When you’ve grown up knowing you were only going to do one thing and life throws a curve-ball straight to your head and makes you see stars, you have to come to and make a decision.  Once I made the choice and became accepted to school, the idea was no longer scary or painful.  Two months into school, I became pregnant.  It wasn’t wholly unplanned; since I was no longer going to auditions why not peruse my other dream, becoming a mom. I just didn’t think it would happen that fast.  As my due date approached, I worked ahead and informed my professors.  The day my son was born, about a week and a half before the semester ended, I submitted my final project hooked up to IV’s and in the delivery room.  I am nothing, if not dedicated, to my work.  I had a few weeks of new mom bliss (Ha! Mesh maternity underwear, ice packs for my vagina, and nipples so cracked and sore from nursing I had to get $80 prescription-strength cream) and then it was time to go back to school.  Fortunately, I was earning my degree online from a brick and mortar university; that’s campus, to this day, I have never stepped foot on.  I fit assignments in between nursing and naps and diaper changes.  When it came time to begin work on my thesis, I would leave the house.  I was back at work by this point and could often be found on my lunch break at the Starbucks on N.W. D Street and Indiana Ave in D.C. doing research.  In the evenings and on the weekends, if my husband of the time was home (he was taking pre-med classes), I would head to our local Starbucks, sometimes for hours at a time.  On my walk over there, my anxiety would kick in, wondering if someone would be at one of two favorite tables.  If someone was at my table, yes, my table, I couldn’t concentrate or get any real work done.

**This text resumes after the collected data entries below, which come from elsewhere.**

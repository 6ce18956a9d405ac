//! Compressed (RVC) instruction expansion.
//!
//! Provides [`expand`], which converts a 16-bit RV32C instruction into its
//! 32-bit uncompressed equivalent. Reserved encodings and RV64-only forms
//! return `None` and surface as illegal instruction at execution.

use crate::common::sign_extend;
use crate::isa::opcodes::{funct3, funct7, op};

/// Quadrant 0 (op bits 00): stack-pointer arithmetic and x8-x15 memory ops.
const QUADRANT_0: u16 = 0x0;
/// Quadrant 1 (op bits 01): immediates, control flow, register arithmetic.
const QUADRANT_1: u16 = 0x1;
/// Quadrant 2 (op bits 10): shifts, stack-relative memory, jr/jalr/mv/add.
const QUADRANT_2: u16 = 0x2;

/// Extracts bits `hi..=lo` of a compressed encoding.
#[inline]
fn c_bits(insn: u16, hi: u32, lo: u32) -> u32 {
    (u32::from(insn) >> lo) & ((1 << (hi - lo + 1)) - 1)
}

/// Decodes the 6-bit sign-extended immediate shared by c.addi/c.li/c.andi.
fn c_imm6(insn: u16) -> u32 {
    sign_extend((c_bits(insn, 12, 12) << 5) | c_bits(insn, 6, 2), 6)
}

/// Decodes the 12-bit jump offset of c.j/c.jal.
fn c_imm_j(insn: u16) -> u32 {
    let imm = (c_bits(insn, 12, 12) << 11)
        | (c_bits(insn, 8, 8) << 10)
        | (c_bits(insn, 10, 9) << 8)
        | (c_bits(insn, 6, 6) << 7)
        | (c_bits(insn, 7, 7) << 6)
        | (c_bits(insn, 2, 2) << 5)
        | (c_bits(insn, 11, 11) << 4)
        | (c_bits(insn, 5, 3) << 1);
    sign_extend(imm, 12)
}

/// Decodes the 9-bit branch offset of c.beqz/c.bnez.
fn c_imm_b(insn: u16) -> u32 {
    let imm = (c_bits(insn, 12, 12) << 8)
        | (c_bits(insn, 6, 5) << 6)
        | (c_bits(insn, 2, 2) << 5)
        | (c_bits(insn, 11, 10) << 3)
        | (c_bits(insn, 4, 3) << 1);
    sign_extend(imm, 9)
}

/// Encodes an I-type word from its fields.
fn enc_i(imm: u32, rs1: u32, f3: u32, rd: u32, opcode: u32) -> u32 {
    ((imm & 0xfff) << 20) | (rs1 << 15) | (f3 << 12) | (rd << 7) | opcode
}

/// Encodes an R-type word from its fields.
fn enc_r(f7: u32, rs2: u32, rs1: u32, f3: u32, rd: u32, opcode: u32) -> u32 {
    (f7 << 25) | (rs2 << 20) | (rs1 << 15) | (f3 << 12) | (rd << 7) | opcode
}

/// Encodes an S-type word from its fields.
fn enc_s(imm: u32, rs2: u32, rs1: u32, f3: u32, opcode: u32) -> u32 {
    let imm_low = imm & 0x1f;
    let imm_high = (imm >> 5) & 0x7f;
    (imm_high << 25) | (rs2 << 20) | (rs1 << 15) | (f3 << 12) | (imm_low << 7) | opcode
}

/// Encodes a B-type word from a sign-extended even offset.
fn enc_b(offset: u32, rs2: u32, rs1: u32, f3: u32) -> u32 {
    let bit_12 = (offset >> 12) & 0x1;
    let bit_11 = (offset >> 11) & 0x1;
    let bits_10_5 = (offset >> 5) & 0x3f;
    let bits_4_1 = (offset >> 1) & 0xf;
    (bit_12 << 31)
        | (bits_10_5 << 25)
        | (rs2 << 20)
        | (rs1 << 15)
        | (f3 << 12)
        | (bits_4_1 << 8)
        | (bit_11 << 7)
        | op::BRANCH
}

/// Encodes a J-type word from a sign-extended even offset.
fn enc_j(offset: u32, rd: u32) -> u32 {
    let bit_20 = (offset >> 20) & 0x1;
    let bits_10_1 = (offset >> 1) & 0x3ff;
    let bit_11 = (offset >> 11) & 0x1;
    let bits_19_12 = (offset >> 12) & 0xff;
    (bit_20 << 31) | (bits_10_1 << 21) | (bit_11 << 20) | (bits_19_12 << 12) | (rd << 7) | op::JAL
}

/// Expands a 16-bit RV32C instruction into its 32-bit equivalent.
///
/// # Returns
///
/// `None` for reserved encodings, RV64-only forms, and the all-zero word.
#[allow(clippy::too_many_lines)]
#[must_use]
pub fn expand(insn: u16) -> Option<u32> {
    let quadrant = insn & 0x3;
    let f3 = (insn >> 13) & 0x7;

    match quadrant {
        QUADRANT_0 => match f3 {
            0x0 => {
                // c.addi4spn
                let imm = (c_bits(insn, 6, 6) << 2)
                    | (c_bits(insn, 5, 5) << 3)
                    | (c_bits(insn, 12, 11) << 4)
                    | (c_bits(insn, 10, 7) << 6);
                if imm == 0 {
                    return None;
                }
                let rd = 8 + c_bits(insn, 4, 2);
                Some(enc_i(imm, 2, funct3::ADD_SUB, rd, op::OP_IMM))
            }
            0x1 => {
                // c.fld
                let imm = (c_bits(insn, 12, 10) << 3) | (c_bits(insn, 6, 5) << 6);
                let rs1 = 8 + c_bits(insn, 9, 7);
                let rd = 8 + c_bits(insn, 4, 2);
                Some(enc_i(imm, rs1, funct3::FP_D, rd, op::LOAD_FP))
            }
            0x2 => {
                // c.lw
                let imm = (c_bits(insn, 6, 6) << 2)
                    | (c_bits(insn, 12, 10) << 3)
                    | (c_bits(insn, 5, 5) << 6);
                let rs1 = 8 + c_bits(insn, 9, 7);
                let rd = 8 + c_bits(insn, 4, 2);
                Some(enc_i(imm, rs1, funct3::LW, rd, op::LOAD))
            }
            0x3 => {
                // c.flw (RV32)
                let imm = (c_bits(insn, 6, 6) << 2)
                    | (c_bits(insn, 12, 10) << 3)
                    | (c_bits(insn, 5, 5) << 6);
                let rs1 = 8 + c_bits(insn, 9, 7);
                let rd = 8 + c_bits(insn, 4, 2);
                Some(enc_i(imm, rs1, funct3::FP_W, rd, op::LOAD_FP))
            }
            0x5 => {
                // c.fsd
                let imm = (c_bits(insn, 12, 10) << 3) | (c_bits(insn, 6, 5) << 6);
                let rs1 = 8 + c_bits(insn, 9, 7);
                let rs2 = 8 + c_bits(insn, 4, 2);
                Some(enc_s(imm, rs2, rs1, funct3::FP_D, op::STORE_FP))
            }
            0x6 => {
                // c.sw
                let imm = (c_bits(insn, 6, 6) << 2)
                    | (c_bits(insn, 12, 10) << 3)
                    | (c_bits(insn, 5, 5) << 6);
                let rs1 = 8 + c_bits(insn, 9, 7);
                let rs2 = 8 + c_bits(insn, 4, 2);
                Some(enc_s(imm, rs2, rs1, funct3::SW, op::STORE))
            }
            0x7 => {
                // c.fsw (RV32)
                let imm = (c_bits(insn, 6, 6) << 2)
                    | (c_bits(insn, 12, 10) << 3)
                    | (c_bits(insn, 5, 5) << 6);
                let rs1 = 8 + c_bits(insn, 9, 7);
                let rs2 = 8 + c_bits(insn, 4, 2);
                Some(enc_s(imm, rs2, rs1, funct3::FP_W, op::STORE_FP))
            }
            _ => None,
        },

        QUADRANT_1 => match f3 {
            0x0 => {
                // c.addi / c.nop
                let rd = c_bits(insn, 11, 7);
                Some(enc_i(c_imm6(insn), rd, funct3::ADD_SUB, rd, op::OP_IMM))
            }
            0x1 => {
                // c.jal (RV32)
                Some(enc_j(c_imm_j(insn), 1))
            }
            0x2 => {
                // c.li
                let rd = c_bits(insn, 11, 7);
                Some(enc_i(c_imm6(insn), 0, funct3::ADD_SUB, rd, op::OP_IMM))
            }
            0x3 => {
                let rd = c_bits(insn, 11, 7);
                if rd == 2 {
                    // c.addi16sp
                    let imm = (c_bits(insn, 6, 6) << 4)
                        | (c_bits(insn, 2, 2) << 5)
                        | (c_bits(insn, 5, 5) << 6)
                        | (c_bits(insn, 4, 3) << 7)
                        | (c_bits(insn, 12, 12) << 9);
                    if imm == 0 {
                        return None;
                    }
                    return Some(enc_i(sign_extend(imm, 10), 2, funct3::ADD_SUB, 2, op::OP_IMM));
                }
                if rd == 0 {
                    return None;
                }
                // c.lui
                let imm = (c_bits(insn, 12, 12) << 5) | c_bits(insn, 6, 2);
                if imm == 0 {
                    return None;
                }
                Some(((sign_extend(imm, 6) << 12) & 0xffff_f000) | (rd << 7) | op::LUI)
            }
            0x4 => {
                let rd = 8 + c_bits(insn, 9, 7);
                match c_bits(insn, 11, 10) {
                    0x0 => {
                        // c.srli (shamt[5] must be zero on RV32)
                        if c_bits(insn, 12, 12) != 0 {
                            return None;
                        }
                        let shamt = c_bits(insn, 6, 2);
                        Some(enc_i(shamt, rd, funct3::SRL_SRA, rd, op::OP_IMM))
                    }
                    0x1 => {
                        // c.srai
                        if c_bits(insn, 12, 12) != 0 {
                            return None;
                        }
                        let shamt = c_bits(insn, 6, 2);
                        Some(enc_i(
                            (funct7::ALT << 5) | shamt,
                            rd,
                            funct3::SRL_SRA,
                            rd,
                            op::OP_IMM,
                        ))
                    }
                    0x2 => {
                        // c.andi
                        Some(enc_i(c_imm6(insn), rd, funct3::AND, rd, op::OP_IMM))
                    }
                    _ => {
                        // c.sub/c.xor/c.or/c.and (bit 12 set selects RV64 forms)
                        if c_bits(insn, 12, 12) != 0 {
                            return None;
                        }
                        let rs2 = 8 + c_bits(insn, 4, 2);
                        match c_bits(insn, 6, 5) {
                            0x0 => Some(enc_r(funct7::ALT, rs2, rd, funct3::ADD_SUB, rd, op::OP)),
                            0x1 => Some(enc_r(funct7::BASE, rs2, rd, funct3::XOR, rd, op::OP)),
                            0x2 => Some(enc_r(funct7::BASE, rs2, rd, funct3::OR, rd, op::OP)),
                            _ => Some(enc_r(funct7::BASE, rs2, rd, funct3::AND, rd, op::OP)),
                        }
                    }
                }
            }
            0x5 => {
                // c.j
                Some(enc_j(c_imm_j(insn), 0))
            }
            0x6 => {
                // c.beqz
                let rs1 = 8 + c_bits(insn, 9, 7);
                Some(enc_b(c_imm_b(insn), 0, rs1, funct3::BEQ))
            }
            0x7 => {
                // c.bnez
                let rs1 = 8 + c_bits(insn, 9, 7);
                Some(enc_b(c_imm_b(insn), 0, rs1, funct3::BNE))
            }
            _ => None,
        },

        QUADRANT_2 => match f3 {
            0x0 => {
                // c.slli
                let rd = c_bits(insn, 11, 7);
                if rd == 0 || c_bits(insn, 12, 12) != 0 {
                    return None;
                }
                let shamt = c_bits(insn, 6, 2);
                Some(enc_i(shamt, rd, funct3::SLL, rd, op::OP_IMM))
            }
            0x1 => {
                // c.fldsp
                let rd = c_bits(insn, 11, 7);
                if rd == 0 {
                    return None;
                }
                let imm = (c_bits(insn, 4, 2) << 6)
                    | (c_bits(insn, 12, 12) << 5)
                    | (c_bits(insn, 6, 5) << 3);
                Some(enc_i(imm, 2, funct3::FP_D, rd, op::LOAD_FP))
            }
            0x2 => {
                // c.lwsp
                let rd = c_bits(insn, 11, 7);
                if rd == 0 {
                    return None;
                }
                let imm = (c_bits(insn, 6, 4) << 2)
                    | (c_bits(insn, 12, 12) << 5)
                    | (c_bits(insn, 3, 2) << 6);
                Some(enc_i(imm, 2, funct3::LW, rd, op::LOAD))
            }
            0x3 => {
                // c.flwsp (RV32)
                let rd = c_bits(insn, 11, 7);
                if rd == 0 {
                    return None;
                }
                let imm = (c_bits(insn, 6, 4) << 2)
                    | (c_bits(insn, 12, 12) << 5)
                    | (c_bits(insn, 3, 2) << 6);
                Some(enc_i(imm, 2, funct3::FP_W, rd, op::LOAD_FP))
            }
            0x4 => {
                let rd = c_bits(insn, 11, 7);
                let rs2 = c_bits(insn, 6, 2);
                if c_bits(insn, 12, 12) == 0 {
                    if rs2 == 0 {
                        // c.jr
                        if rd == 0 {
                            return None;
                        }
                        return Some(enc_i(0, rd, 0, 0, op::JALR));
                    }
                    if rd == 0 {
                        return None;
                    }
                    // c.mv
                    return Some(enc_r(funct7::BASE, rs2, 0, funct3::ADD_SUB, rd, op::OP));
                }
                if rd == 0 && rs2 == 0 {
                    // c.ebreak
                    return Some(0x0010_0073);
                }
                if rs2 == 0 {
                    // c.jalr
                    if rd == 0 {
                        return None;
                    }
                    return Some(enc_i(0, rd, 0, 1, op::JALR));
                }
                if rd == 0 {
                    return None;
                }
                // c.add
                Some(enc_r(funct7::BASE, rs2, rd, funct3::ADD_SUB, rd, op::OP))
            }
            0x5 => {
                // c.fsdsp
                let rs2 = c_bits(insn, 6, 2);
                let imm = (c_bits(insn, 12, 10) << 3) | (c_bits(insn, 9, 7) << 6);
                Some(enc_s(imm, rs2, 2, funct3::FP_D, op::STORE_FP))
            }
            0x6 => {
                // c.swsp
                let rs2 = c_bits(insn, 6, 2);
                let imm = (c_bits(insn, 12, 9) << 2) | (c_bits(insn, 8, 7) << 6);
                Some(enc_s(imm, rs2, 2, funct3::SW, op::STORE))
            }
            0x7 => {
                // c.fswsp
                let rs2 = c_bits(insn, 6, 2);
                let imm = (c_bits(insn, 12, 9) << 2) | (c_bits(insn, 8, 7) << 6);
                Some(enc_s(imm, rs2, 2, funct3::FP_W, op::STORE_FP))
            }
            _ => None,
        },

        _ => None,
    }
}
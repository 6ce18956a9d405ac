//! System-on-chip: memory fabric and memory-mapped devices.
//!
//! This module implements the physical side of the machine. It provides:
//! 1. **Platform:** DRAM, locks, timer state, and the device register files.
//! 2. **Fabric:** Typed physical reads/writes routed by address range.
//! 3. **Devices:** UART (16550-like), CLINT, PLIC, and the VirtIO stub.
//!
//! Device handlers run with the single MMIO lock held; DRAM takes its own
//! lock in single-threaded execution and switches to relaxed atomics when
//! per-hart threads are active.

/// Core Local Interruptor: per-hart software interrupt and timer.
pub mod clint;
/// DRAM cell access paths.
pub mod dram;
/// Physical access routing and timer stepping.
pub mod mmio;
/// Platform state: memory, locks, device register files.
pub mod platform;
/// Platform-Level Interrupt Controller.
pub mod plic;
/// 16550-like UART with a receive FIFO.
pub mod uart;
/// Stub VirtIO MMIO slots.
pub mod virtio;

pub use mmio::{phys_read, phys_write, step_timer, step_timer_many};
pub use platform::{Platform, PlatformError};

I would sit where I could see the coveted spot and watch like a furtive hawk so I could sweep and claim the table once vacated.  These days that anxiety is channeled towards my weekly trip out of the house to the grocery store.  I go early every Friday morning, re-stock day, and panic prior to my arrival.  What if they don’t have toilet paper again?  What if there are out of the flavor of Hot Pockets my son obsesses over?  Can there please be my favorite brand of seltzer water??  And don’t even get me started over the lack of frozen French toast sticks…. It’s not fun.

I pushed on through anxiety, countless hours of research and writing, and re-writing, and finally, two years after I started, I graduated with a 4.0.  Going back to school was one of the greatest things I have done for myself.  I still perform regularly, although corona-virus has put that temporarily on hold, but now, I do it solely for me.  I may not have made it to Broadway, and honestly, I still hold out hope, but I have become a pretty big deal in my own way, and for that, I couldn’t be prouder of myself. 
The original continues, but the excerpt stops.